What you have to do:
Pull each line containing "indicator" out of the data and copy it.

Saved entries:
<<<<
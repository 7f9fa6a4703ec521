//! Output management and formatting.

use std::io::{self, IsTerminal};
use std::time::Duration;

use console::Term;
use indicatif::{ProgressBar, ProgressDrawTarget, ProgressStyle};
use owo_colors::OwoColorize;
use serde::Serialize;

use crate::cli::global::{GlobalArgs, OutputFormat};
use crate::config::AppConfig;
use crate::error::{CliError, CliResult};

/// Manages CLI output based on configuration.
pub struct OutputManager {
    resolved_format: OutputFormat,
    quiet: bool,
    no_color: bool,
    term: Term,
}

impl OutputManager {
    /// Build an `OutputManager` from parsed CLI flags and loaded config.
    ///
    /// An explicit `--output-format` wins over `output.format` in the config.
    pub fn new(args: &GlobalArgs, config: &AppConfig) -> Self {
        let requested = match args.output_format {
            OutputFormat::Auto => {
                <OutputFormat as clap::ValueEnum>::from_str(&config.output.format, true)
                    .unwrap_or(OutputFormat::Auto)
            }
            explicit => explicit,
        };
        // Resolve Auto → Human (TTY) or Plain (piped/redirected).
        let resolved_format = if requested == OutputFormat::Auto {
            if io::stdout().is_terminal() {
                OutputFormat::Human
            } else {
                OutputFormat::Plain
            }
        } else {
            requested
        };

        Self {
            resolved_format,
            quiet: args.quiet,
            no_color: args.no_color
                || config.output.no_color
                || resolved_format != OutputFormat::Human,
            term: Term::stdout(),
        }
    }

    // ── Public write methods ───────────────────────────────────────────────

    /// Generic message; suppressed in quiet mode.
    pub fn print(&self, msg: &str) -> io::Result<()> {
        if self.quiet {
            return Ok(());
        }
        self.term.write_line(msg)
    }

    /// Success indicator: `✓ <msg>`.
    pub fn success(&self, msg: &str) -> io::Result<()> {
        if self.quiet {
            return Ok(());
        }
        let line = if self.no_color {
            format!("\u{2713} {msg}")
        } else {
            format!("{} {}", "\u{2713}".green().bold(), msg.green())
        };
        self.term.write_line(&line)
    }

    /// Error indicator: `✗ <msg>`.  *Not* suppressed in quiet mode.
    pub fn error(&self, msg: &str) -> io::Result<()> {
        let line = if self.no_color {
            format!("\u{2717} {msg}")
        } else {
            format!("{} {}", "\u{2717}".red().bold(), msg.red())
        };
        self.term.write_line(&line)
    }

    /// Warning indicator: `⚠ <msg>`.
    pub fn warning(&self, msg: &str) -> io::Result<()> {
        if self.quiet {
            return Ok(());
        }
        let line = if self.no_color {
            format!("\u{26a0} {msg}")
        } else {
            format!("{} {}", "\u{26a0}".yellow().bold(), msg.yellow())
        };
        self.term.write_line(&line)
    }

    /// Informational indicator: `ℹ <msg>`.
    pub fn info(&self, msg: &str) -> io::Result<()> {
        if self.quiet {
            return Ok(());
        }
        let line = if self.no_color {
            format!("\u{2139} {msg}")
        } else {
            format!("{} {}", "\u{2139}".blue().bold(), msg.blue())
        };
        self.term.write_line(&line)
    }

    /// Bold cyan header line.
    pub fn header(&self, text: &str) -> io::Result<()> {
        if self.quiet {
            return Ok(());
        }
        let line = if self.no_color {
            text.to_owned()
        } else {
            text.cyan().bold().to_string()
        };
        self.term.write_line(&line)
    }

    /// Dimmed secondary text.
    pub fn dim(&self, text: &str) -> String {
        if self.no_color {
            text.to_owned()
        } else {
            text.dimmed().to_string()
        }
    }

    /// Pretty JSON on stdout. Printed even in quiet mode: it is the result.
    pub fn json<T: Serialize>(&self, value: &T) -> CliResult<()> {
        let text = serde_json::to_string_pretty(value).map_err(|e| CliError::IoError {
            message: format!("failed to serialise output: {e}"),
            source: io::Error::other(e),
        })?;
        self.term.write_line(&text)?;
        Ok(())
    }

    /// A stderr spinner for slow steps, only on an interactive human terminal.
    pub fn spinner(&self, message: impl Into<String>) -> Option<ProgressBar> {
        if self.quiet || self.resolved_format != OutputFormat::Human || !io::stderr().is_terminal() {
            return None;
        }
        let style = ProgressStyle::with_template("{spinner} {msg}")
            .unwrap_or_else(|_| ProgressStyle::default_spinner());
        let bar = ProgressBar::with_draw_target(None, ProgressDrawTarget::stderr())
            .with_style(style)
            .with_message(message.into());
        bar.enable_steady_tick(Duration::from_millis(100));
        Some(bar)
    }

    // ── Accessors ─────────────────────────────────────────────────────────

    /// `true` if quiet mode suppresses most output.
    pub fn is_quiet(&self) -> bool {
        self.quiet
    }

    /// The resolved (non-Auto) output format.
    pub fn format(&self) -> OutputFormat {
        self.resolved_format
    }
}

// ── tests ─────────────────────────────────────────────────────────────────────
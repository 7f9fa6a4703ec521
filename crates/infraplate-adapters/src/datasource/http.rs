//! Platform API data source over blocking HTTP.
//!
//! ```text
//! GET {base}/blueprints/{uuid}         by id
//! GET {base}/blueprints?name={name}    by name (object or array answer)
//! ```

use std::time::Duration;

use reqwest::{StatusCode, blocking::Client};
use tracing::{debug, instrument};

use infraplate_core::{
    application::{FetchError, ports::DataSource},
    domain::{Identifier, SourceKind, Value},
    error::{InfraplateError, InfraplateResult},
};

/// Longest server body quoted in an error.
const BODY_EXCERPT_CHARS: usize = 200;

pub const DEFAULT_TIMEOUT: Duration = Duration::from_secs(30);

/// Fetches blueprints and stacks from the platform API with a bearer token.
#[derive(Debug, Clone)]
pub struct HttpDataSource {
    base_url: String,
    api_key: String,
    client: Client,
}

impl HttpDataSource {
    /// Build a client. Requests time out after `timeout` and are never retried.
    pub fn new(
        base_url: impl Into<String>,
        api_key: impl Into<String>,
        timeout: Duration,
    ) -> InfraplateResult<Self> {
        let client = Client::builder()
            .timeout(timeout)
            .user_agent(concat!("infraplate/", env!("CARGO_PKG_VERSION")))
            .build()
            .map_err(|e| InfraplateError::Configuration {
                message: format!("failed to create HTTP client: {e}"),
            })?;

        Ok(Self {
            base_url: base_url.into().trim_end_matches('/').to_owned(),
            api_key: api_key.into(),
            client,
        })
    }

    fn request(&self, kind: SourceKind, identifier: &Identifier) -> reqwest::blocking::RequestBuilder {
        let collection = format!("{}/{}", self.base_url, kind.collection());
        let builder = match identifier {
            Identifier::Uuid(id) => self.client.get(format!("{collection}/{id}")),
            Identifier::Name(name) => self.client.get(collection).query(&[("name", name)]),
        };
        builder
            .bearer_auth(&self.api_key)
            .header(reqwest::header::ACCEPT, "application/json")
    }
}

impl DataSource for HttpDataSource {
    #[instrument(skip(self), fields(kind = %kind, identifier = %identifier))]
    fn fetch(&self, kind: SourceKind, identifier: &Identifier) -> Result<Value, FetchError> {
        let response = self
            .request(kind, identifier)
            .send()
            .map_err(transport_error)?;

        let status = response.status();
        debug!(status = status.as_u16(), "API responded");
        let body = response.text().map_err(transport_error)?;

        match status {
            s if s.is_success() => {
                let value: Value =
                    serde_json::from_str(&body).map_err(|e| FetchError::ServerError {
                        status: Some(s.as_u16()),
                        message: format!("invalid JSON in response: {e}"),
                    })?;
                unwrap_listing(value, kind, identifier)
            }
            StatusCode::UNAUTHORIZED | StatusCode::FORBIDDEN => Err(FetchError::Unauthorized {
                message: format!("the API rejected the key ({})", status.as_u16()),
            }),
            StatusCode::NOT_FOUND => Err(not_found(kind, identifier)),
            s => Err(FetchError::ServerError {
                status: Some(s.as_u16()),
                message: excerpt(&body),
            }),
        }
    }
}

/// A name query may answer with a list; the first match wins.
fn unwrap_listing(value: Value, kind: SourceKind, identifier: &Identifier) -> Result<Value, FetchError> {
    match value {
        Value::Array(items) => items
            .into_iter()
            .next()
            .ok_or_else(|| not_found(kind, identifier)),
        other => Ok(other),
    }
}

fn not_found(kind: SourceKind, identifier: &Identifier) -> FetchError {
    FetchError::NotFound {
        kind,
        identifier: identifier.to_string(),
    }
}

fn transport_error(e: reqwest::Error) -> FetchError {
    let message = if e.is_timeout() {
        format!("request timed out: {e}")
    } else if e.is_connect() {
        format!("could not connect: {e}")
    } else {
        e.to_string()
    };
    FetchError::NetworkError { message }
}

fn excerpt(body: &str) -> String {
    let body = body.trim();
    if body.is_empty() {
        return "empty response body".into();
    }
    if body.chars().count() <= BODY_EXCERPT_CHARS {
        return body.to_owned();
    }
    let head: String = body.chars().take(BODY_EXCERPT_CHARS).collect();
    format!("{head}...")
}
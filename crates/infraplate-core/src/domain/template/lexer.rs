//! Splits raw template text into literal runs and `{{ }}` tags.
//!
//! Comments are dropped here and escapes are turned into literal text, so the
//! parser only ever sees text and tag bodies.

use crate::domain::entities::{Location, TemplateError};

#[derive(Debug, Clone, PartialEq, Eq)]
pub(crate) enum Token<'a> {
    Text(&'a str),
    Tag { body: &'a str, location: Location },
}

const OPEN: &str = "{{";
const CLOSE: &str = "}}";
const COMMENT_OPEN: &str = "{{!--";
const COMMENT_CLOSE: &str = "--}}";

/// Maps byte offsets to 1-based line/column (columns count chars).
pub(crate) struct LineIndex<'a> {
    source: &'a str,
    line_starts: Vec<usize>,
}

impl<'a> LineIndex<'a> {
    pub(crate) fn new(source: &'a str) -> Self {
        let line_starts = std::iter::once(0)
            .chain(source.match_indices('\n').map(|(i, _)| i + 1))
            .collect();
        Self {
            source,
            line_starts,
        }
    }

    pub(crate) fn location(&self, offset: usize) -> Location {
        let line = self.line_starts.partition_point(|&start| start <= offset);
        let start = self.line_starts[line - 1];
        let column = self.source[start..offset].chars().count() + 1;
        Location::new(line, column)
    }
}

pub(crate) fn tokenize(source: &str) -> Result<Vec<Token<'_>>, TemplateError> {
    let lines = LineIndex::new(source);
    let mut tokens = Vec::new();
    let mut pos = 0;

    while let Some(rel) = source[pos..].find(OPEN) {
        let start = pos + rel;

        // `\{{...}}` emits the tag text itself, minus the backslash.
        if source[..start].ends_with('\\') {
            push_text(&mut tokens, &source[pos..start - 1]);
            let end = match find_close(&source[start + OPEN.len()..]) {
                Some(close) => start + OPEN.len() + close + CLOSE.len(),
                None => start + OPEN.len(),
            };
            push_text(&mut tokens, &source[start..end]);
            pos = end;
            continue;
        }

        push_text(&mut tokens, &source[pos..start]);

        let rest = &source[start..];
        if rest.starts_with(COMMENT_OPEN) {
            let body_start = start + COMMENT_OPEN.len();
            let close = source[body_start..].find(COMMENT_CLOSE).ok_or_else(|| {
                TemplateError::syntax("unclosed comment '{{!--'", lines.location(start))
            })?;
            pos = body_start + close + COMMENT_CLOSE.len();
            continue;
        }

        let body_start = start + OPEN.len();
        let close = find_close(&source[body_start..])
            .ok_or_else(|| TemplateError::syntax("unclosed tag '{{'", lines.location(start)))?;
        let body = &source[body_start..body_start + close];
        pos = body_start + close + CLOSE.len();

        if body.starts_with('!') {
            continue;
        }
        tokens.push(Token::Tag {
            body: body.trim(),
            location: lines.location(start),
        });
    }

    push_text(&mut tokens, &source[pos..]);
    Ok(tokens)
}

/// Offset of the `}}` ending a tag, skipping any inside quoted strings.
///
/// Comment bodies are not scanned for quotes. An unbalanced quote falls back
/// to the first `}}` so the expression parser reports the bad string.
fn find_close(rest: &str) -> Option<usize> {
    if rest.starts_with('!') {
        return rest.find(CLOSE);
    }
    let mut quote = None;
    let mut escaped = false;
    for (i, c) in rest.char_indices() {
        match quote {
            Some(_) if escaped => escaped = false,
            Some(_) if c == '\\' => escaped = true,
            Some(q) if c == q => quote = None,
            Some(_) => {}
            None if c == '"' || c == '\'' => quote = Some(c),
            None if rest[i..].starts_with(CLOSE) => return Some(i),
            None => {}
        }
    }
    rest.find(CLOSE)
}

fn push_text<'a>(tokens: &mut Vec<Token<'a>>, text: &'a str) {
    if !text.is_empty() {
        tokens.push(Token::Text(text));
    }
}
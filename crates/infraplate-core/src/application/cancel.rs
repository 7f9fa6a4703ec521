//! Cooperative cancellation for a run.

use std::sync::Arc;
use std::sync::atomic::{AtomicBool, Ordering};

/// Shared flag flipped by an interrupt handler and polled between writes.
#[derive(Debug, Clone, Default)]
pub struct CancellationToken {
    cancelled: Arc<AtomicBool>,
}

impl CancellationToken {
    pub fn new() -> Self {
        Self::default()
    }

    pub fn cancel(&self) {
        self.cancelled.store(true, Ordering::SeqCst);
    }

    pub fn is_cancelled(&self) -> bool {
        self.cancelled.load(Ordering::SeqCst)
    }
}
>>>>
Finished task:
    /// Success indicator: `✓ <msg>`.
    /// Error indicator: `✗ <msg>`.  *Not* suppressed in quiet mode.
    /// Warning indicator: `⚠ <msg>`.
    /// Informational indicator: `ℹ <msg>`.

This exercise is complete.